Some commentators had more positive comments for the series. Even though he heavily panned the show for lowering contestants' dignity to attract viewers, the San Francisco Chronicles John Carman wrote that he was interested in watching how each of the men would approach the situation differently. Entertainment Weeklys Dan Snierson described it as "the most bizarre and captivating reality series in TV history" due primarily to its premise.

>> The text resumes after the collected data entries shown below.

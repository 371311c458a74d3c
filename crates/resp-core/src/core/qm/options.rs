use serde::{Deserialize, Serialize};

/// The kind of computation an external task performs.
#[derive(Debug, Clone, Copy, PartialEq, Eq, Hash, Serialize, Deserialize)]
#[serde(rename_all = "snake_case")]
pub enum DriverKind {
    /// Relax the geometry to a local energy minimum.
    Optimize,
    /// Evaluate the wavefunction and electrostatic potential on a fixed geometry.
    SinglePoint,
}

impl DriverKind {
    /// Returns the stage name used in logs, script filenames, and status output.
    pub fn stage_name(&self) -> &'static str {
        match self {
            DriverKind::Optimize => "optimization",
            DriverKind::SinglePoint => "single_point",
        }
    }
}

impl std::fmt::Display for DriverKind {
    fn fmt(&self, f: &mut std::fmt::Formatter<'_>) -> std::fmt::Result {
        f.write_str(self.stage_name())
    }
}

/// Method options for one external computation.
///
/// These options, together with the [`DriverKind`], define the options hash of
/// a task. The molecule weight and fitting parameters deliberately live
/// elsewhere: they influence the fit, not the external computation, so
/// changing them must not invalidate cached results.
#[derive(Debug, Clone, PartialEq, Serialize, Deserialize)]
#[serde(default)]
pub struct QmOptions {
    /// The electronic-structure method (e.g. `hf`, `b3lyp`).
    pub method: String,
    /// The basis set (e.g. `6-31g*`).
    pub basis: String,
    /// Implicit-solvent model name, or `None` for gas phase.
    pub solvent: Option<String>,
    /// SCF convergence threshold passed to the external program.
    pub scf_convergence: f64,
}

impl Default for QmOptions {
    fn default() -> Self {
        Self {
            method: "hf".to_string(),
            basis: "6-31g*".to_string(),
            solvent: None,
            scf_convergence: 1e-8,
        }
    }
}

#[cfg(test)]
mod tests {
    use super::*;

    #[test]
    fn stage_names_are_stable() {
        assert_eq!(DriverKind::Optimize.stage_name(), "optimization");
        assert_eq!(DriverKind::SinglePoint.stage_name(), "single_point");
        assert_eq!(DriverKind::SinglePoint.to_string(), "single_point");
    }

    #[test]
    fn default_options_are_gas_phase_hf() {
        let options = QmOptions::default();
        assert_eq!(options.method, "hf");
        assert_eq!(options.basis, "6-31g*");
        assert!(options.solvent.is_none());
    }

    #[test]
    fn driver_kind_serializes_snake_case() {
        let json = serde_json::to_string(&DriverKind::SinglePoint).unwrap();
        assert_eq!(json, "\"single_point\"");
    }
}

Chains of Love was often compared to other television shows. Due to the series' emphasis on gender relations as part of its game theory, Brown identified Chains of Love as descendant of The Dating Game and Anything Goes (a show featuring strip poker). Marc Peyser of Newsweek wrote that the producers of the series maintained the same irreverent tone from Blind Date. Later dating shows, Elimidate Deluxe and Tethered, were described as borrowing elements from Chains of Love, specifically the concept of having a contestant go on a date with four individuals and binding people together to complete specific tasks.